### WHAT THIS TASK INVOLVES
An exact copy of all the entries below is what this task needs.

Segment Open

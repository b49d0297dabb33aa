use std::collections::{BTreeMap, HashMap};
use std::fmt;
use std::sync::Arc;

use serde::Serialize;

use crate::descriptor::{OptionDescriptor, OptionValue};

/// Storage key of a resolved option: the option name plus the language it
/// is scoped to, or `None` for language-independent storage.
#[derive(Clone, Debug, PartialEq, Eq, Hash, PartialOrd, Ord, Serialize)]
pub struct OptionKey {
    pub name: &'static str,
    pub language: Option<String>,
}

impl OptionKey {
    pub fn global(name: &'static str) -> Self {
        OptionKey {
            name,
            language: None,
        }
    }

    pub fn for_language(name: &'static str, language: impl Into<String>) -> Self {
        OptionKey {
            name,
            language: Some(language.into()),
        }
    }

    /// Key under which `descriptor` is stored when resolved for `language`.
    pub fn scoped(descriptor: &OptionDescriptor, language: &str) -> Self {
        if descriptor.is_per_language {
            OptionKey::for_language(descriptor.name, language)
        } else {
            OptionKey::global(descriptor.name)
        }
    }
}

impl fmt::Display for OptionKey {
    fn fmt(&self, f: &mut fmt::Formatter<'_>) -> fmt::Result {
        match &self.language {
            Some(language) => write!(f, "{}[{}]", self.name, language),
            None => f.write_str(self.name),
        }
    }
}

/// Immutable option set.
///
/// Updates never touch an existing set: [`with`](Self::with) returns a new
/// set that shares the baseline table and every earlier override, so a
/// process-wide baseline can be cloned into each document for free.
#[derive(Clone, Debug, Default)]
pub struct ResolvedOptionSet {
    baseline: Arc<HashMap<OptionKey, OptionValue>>,
    overrides: Option<Arc<Override>>,
}

#[derive(Debug)]
struct Override {
    key: OptionKey,
    value: OptionValue,
    previous: Option<Arc<Override>>,
}

impl ResolvedOptionSet {
    /// Baseline holding each descriptor's default under its global key.
    pub fn from_defaults<'a, I>(descriptors: I) -> Self
    where
        I: IntoIterator<Item = &'a OptionDescriptor>,
    {
        let baseline = descriptors
            .into_iter()
            .map(|descriptor| (OptionKey::global(descriptor.name), descriptor.default.clone()))
            .collect();
        ResolvedOptionSet {
            baseline: Arc::new(baseline),
            overrides: None,
        }
    }

    /// New set with `key` bound to `value`; `self` stays as it was.
    pub fn with(&self, key: OptionKey, value: OptionValue) -> Self {
        ResolvedOptionSet {
            baseline: Arc::clone(&self.baseline),
            overrides: Some(Arc::new(Override {
                key,
                value,
                previous: self.overrides.clone(),
            })),
        }
    }

    /// Exact lookup, without falling back to the global key.
    pub fn get_key(&self, key: &OptionKey) -> Option<&OptionValue> {
        let mut cursor = self.overrides.as_deref();
        while let Some(entry) = cursor {
            if &entry.key == key {
                return Some(&entry.value);
            }
            cursor = entry.previous.as_deref();
        }
        self.baseline.get(key)
    }

    /// Value of `descriptor` as seen by a document written in `language`.
    ///
    /// Per-language options look under the language first and fall back to
    /// the global entry, which holds the language-independent default.
    pub fn get(&self, descriptor: &OptionDescriptor, language: &str) -> Option<&OptionValue> {
        if descriptor.is_per_language {
            let scoped = OptionKey::for_language(descriptor.name, language);
            if let Some(value) = self.get_key(&scoped) {
                return Some(value);
            }
        }
        self.get_key(&OptionKey::global(descriptor.name))
    }

    pub fn get_bool(&self, descriptor: &OptionDescriptor, language: &str) -> Option<bool> {
        self.get(descriptor, language).and_then(OptionValue::as_bool)
    }

    pub fn get_int(&self, descriptor: &OptionDescriptor, language: &str) -> Option<i64> {
        self.get(descriptor, language).and_then(OptionValue::as_int)
    }

    pub fn get_literal(
        &self,
        descriptor: &OptionDescriptor,
        language: &str,
    ) -> Option<&'static str> {
        self.get(descriptor, language)
            .and_then(OptionValue::as_literal)
    }

    pub fn get_str(&self, descriptor: &OptionDescriptor, language: &str) -> Option<&str> {
        self.get(descriptor, language).and_then(OptionValue::as_str)
    }

    /// Number of overrides layered over the baseline.
    pub fn override_count(&self) -> usize {
        let mut count = 0;
        let mut cursor = self.overrides.as_deref();
        while let Some(entry) = cursor {
            count += 1;
            cursor = entry.previous.as_deref();
        }
        count
    }

    /// Flatten into a sorted map, later overrides shadowing earlier ones.
    pub fn entries(&self) -> BTreeMap<OptionKey, OptionValue> {
        let mut entries: BTreeMap<OptionKey, OptionValue> = self
            .baseline
            .iter()
            .map(|(key, value)| (key.clone(), value.clone()))
            .collect();

        let mut chain = Vec::new();
        let mut cursor = self.overrides.as_deref();
        while let Some(entry) = cursor {
            chain.push(entry);
            cursor = entry.previous.as_deref();
        }
        for entry in chain.into_iter().rev() {
            entries.insert(entry.key.clone(), entry.value.clone());
        }
        entries
    }
}

impl PartialEq for ResolvedOptionSet {
    fn eq(&self, other: &Self) -> bool {
        self.entries() == other.entries()
    }
}

impl Eq for ResolvedOptionSet {}

impl Drop for Override {
    // Unlink the chain iteratively so long override histories cannot
    // overflow the stack when the last set referencing them goes away.
    fn drop(&mut self) {
        let mut next = self.previous.take();
        while let Some(entry) = next {
            match Arc::try_unwrap(entry) {
                Ok(mut owned) => next = owned.previous.take(),
                Err(_) => break,
            }
        }
    }
}

#[cfg(test)]
mod tests {
    use super::*;
    use crate::descriptor::ValueType;

    const WIDTH: OptionDescriptor = OptionDescriptor {
        name: "width",
        value_type: ValueType::Int,
        is_per_language: true,
        convention_key: Some("width"),
        default: OptionValue::Int(4),
    };

    #[test]
    fn with_leaves_the_original_untouched() {
        let baseline = ResolvedOptionSet::from_defaults([&WIDTH]);
        let updated = baseline.with(
            OptionKey::for_language("width", "rust"),
            OptionValue::Int(2),
        );

        assert_eq!(baseline.get_int(&WIDTH, "rust"), Some(4));
        assert_eq!(updated.get_int(&WIDTH, "rust"), Some(2));
        assert_eq!(updated.get_int(&WIDTH, "python"), Some(4));
        assert_eq!(baseline.override_count(), 0);
        assert_eq!(updated.override_count(), 1);
    }

    #[test]
    fn later_override_shadows_earlier() {
        let set = ResolvedOptionSet::from_defaults([&WIDTH])
            .with(OptionKey::global("width"), OptionValue::Int(8))
            .with(OptionKey::global("width"), OptionValue::Int(3));
        assert_eq!(
            set.get_key(&OptionKey::global("width")),
            Some(&OptionValue::Int(3))
        );
        assert_eq!(set.entries().len(), 1);
    }

    #[test]
    fn long_chains_drop_cleanly() {
        let mut set = ResolvedOptionSet::default();
        for value in 0..200_000 {
            set = set.with(OptionKey::global("width"), OptionValue::Int(value));
        }
        drop(set);
    }
}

Segment Closed

### TASK SOLUTION
repository b49d0297dabb33aa
use std::collections::{BTreeMap, HashMap};
use std::fmt;
use std::sync::Arc;

use serde::Serialize;

use crate::descriptor::{OptionDescriptor, OptionValue};

/// Storage key of a resolved option: the option name plus the language it
/// is scoped to, or `None` for language-independent storage.
#[derive(Clone, Debug, PartialEq, Eq, Hash, PartialOrd, Ord, Serialize)]
pub struct OptionKey {
    pub name: &'static str,
    pub language: Option<String>,
}

impl OptionKey {
    pub fn global(name: &'static str) -> Self {
        OptionKey {
            name,
            language: None,
        }
    }

    pub fn for_language(name: &'static str, language: impl Into<String>) -> Self {
        OptionKey {
            name,
            language: Some(language.into()),
        }
    }

    /// Key under which `descriptor` is stored when resolved for `language`.
    pub fn scoped(descriptor: &OptionDescriptor, language: &str) -> Self {
        if descriptor.is_per_language {
            OptionKey::for_language(descriptor.name, language)
        } else {
            OptionKey::global(descriptor.name)
        }
    }
}

impl fmt::Display for OptionKey {
    fn fmt(&self, f: &mut fmt::Formatter<'_>) -> fmt::Result {
        match &self.language {
            Some(language) => write!(f, "{}[{}]", self.name, language),
            None => f.write_str(self.name),
        }
    }
}

/// Immutable option set.
///
/// Updates never touch an existing set: [`with`](Self::with) returns a new
/// set that shares the baseline table and every earlier override, so a
/// process-wide baseline can be cloned into each document for free.
#[derive(Clone, Debug, Default)]
pub struct ResolvedOptionSet {
    baseline: Arc<HashMap<OptionKey, OptionValue>>,
    overrides: Option<Arc<Override>>,
}

#[derive(Debug)]
struct Override {
    key: OptionKey,
    value: OptionValue,
    previous: Option<Arc<Override>>,
}

impl ResolvedOptionSet {
    /// Baseline holding each descriptor's default under its global key.
    pub fn from_defaults<'a, I>(descriptors: I) -> Self
    where
        I: IntoIterator<Item = &'a OptionDescriptor>,
    {
        let baseline = descriptors
            .into_iter()
            .map(|descriptor| (OptionKey::global(descriptor.name), descriptor.default.clone()))
            .collect();
        ResolvedOptionSet {
            baseline: Arc::new(baseline),
            overrides: None,
        }
    }

    /// New set with `key` bound to `value`; `self` stays as it was.
    pub fn with(&self, key: OptionKey, value: OptionValue) -> Self {
        ResolvedOptionSet {
            baseline: Arc::clone(&self.baseline),
            overrides: Some(Arc::new(Override {
                key,
                value,
                previous: self.overrides.clone(),
            })),
        }
    }

    /// Exact lookup, without falling back to the global key.
    pub fn get_key(&self, key: &OptionKey) -> Option<&OptionValue> {
        let mut cursor = self.overrides.as_deref();
        while let Some(entry) = cursor {
            if &entry.key == key {
                return Some(&entry.value);
            }
            cursor = entry.previous.as_deref();
        }
        self.baseline.get(key)
    }

    /// Value of `descriptor` as seen by a document written in `language`.
    ///
    /// Per-language options look under the language first and fall back to
    /// the global entry, which holds the language-independent default.
    pub fn get(&self, descriptor: &OptionDescriptor, language: &str) -> Option<&OptionValue> {
        if descriptor.is_per_language {
            let scoped = OptionKey::for_language(descriptor.name, language);
            if let Some(value) = self.get_key(&scoped) {
                return Some(value);
            }
        }
        self.get_key(&OptionKey::global(descriptor.name))
    }

    pub fn get_bool(&self, descriptor: &OptionDescriptor, language: &str) -> Option<bool> {
        self.get(descriptor, language).and_then(OptionValue::as_bool)
    }

    pub fn get_int(&self, descriptor: &OptionDescriptor, language: &str) -> Option<i64> {
        self.get(descriptor, language).and_then(OptionValue::as_int)
    }

    pub fn get_literal(
        &self,
        descriptor: &OptionDescriptor,
        language: &str,
    ) -> Option<&'static str> {
        self.get(descriptor, language)
            .and_then(OptionValue::as_literal)
    }

    pub fn get_str(&self, descriptor: &OptionDescriptor, language: &str) -> Option<&str> {
        self.get(descriptor, language).and_then(OptionValue::as_str)
    }

    /// Number of overrides layered over the baseline.
    pub fn override_count(&self) -> usize {
        let mut count = 0;
        let mut cursor = self.overrides.as_deref();
        while let Some(entry) = cursor {
            count += 1;
            cursor = entry.previous.as_deref();
        }
        count
    }

    /// Flatten into a sorted map, later overrides shadowing earlier ones.
    pub fn entries(&self) -> BTreeMap<OptionKey, OptionValue> {
        let mut entries: BTreeMap<OptionKey, OptionValue> = self
            .baseline
            .iter()
            .map(|(key, value)| (key.clone(), value.clone()))
            .collect();

        let mut chain = Vec::new();
        let mut cursor = self.overrides.as_deref();
        while let Some(entry) = cursor {
            chain.push(entry);
            cursor = entry.previous.as_deref();
        }
        for entry in chain.into_iter().rev() {
            entries.insert(entry.key.clone(), entry.value.clone());
        }
        entries
    }
}

impl PartialEq for ResolvedOptionSet {
    fn eq(&self, other: &Self) -> bool {
        self.entries() == other.entries()
    }
}

impl Eq for ResolvedOptionSet {}

impl Drop for Override {
    // Unlink the chain iteratively so long override histories cannot
    // overflow the stack when the last set referencing them goes away.
    fn drop(&mut self) {
        let mut next = self.previous.take();
        while let Some(entry) = next {
            match Arc::try_unwrap(entry) {
                Ok(mut owned) => next = owned.previous.take(),
                Err(_) => break,
            }
        }
    }
}

#[cfg(test)]
mod tests {
    use super::*;
    use crate::descriptor::ValueType;

    const WIDTH: OptionDescriptor = OptionDescriptor {
        name: "width",
        value_type: ValueType::Int,
        is_per_language: true,
        convention_key: Some("width"),
        default: OptionValue::Int(4),
    };

    #[test]
    fn with_leaves_the_original_untouched() {
        let baseline = ResolvedOptionSet::from_defaults([&WIDTH]);
        let updated = baseline.with(
            OptionKey::for_language("width", "rust"),
            OptionValue::Int(2),
        );

        assert_eq!(baseline.get_int(&WIDTH, "rust"), Some(4));
        assert_eq!(updated.get_int(&WIDTH, "rust"), Some(2));
        assert_eq!(updated.get_int(&WIDTH, "python"), Some(4));
        assert_eq!(baseline.override_count(), 0);
        assert_eq!(updated.override_count(), 1);
    }

    #[test]
    fn later_override_shadows_earlier() {
        let set = ResolvedOptionSet::from_defaults([&WIDTH])
            .with(OptionKey::global("width"), OptionValue::Int(8))
            .with(OptionKey::global("width"), OptionValue::Int(3));
        assert_eq!(
            set.get_key(&OptionKey::global("width")),
            Some(&OptionValue::Int(3))
        );
        assert_eq!(set.entries().len(), 1);
    }

    #[test]
    fn long_chains_drop_cleanly() {
        let mut set = ResolvedOptionSet::default();
        for value in 0..200_000 {
            set = set.with(OptionKey::global("width"), OptionValue::Int(value));
        }
        drop(set);
    }
}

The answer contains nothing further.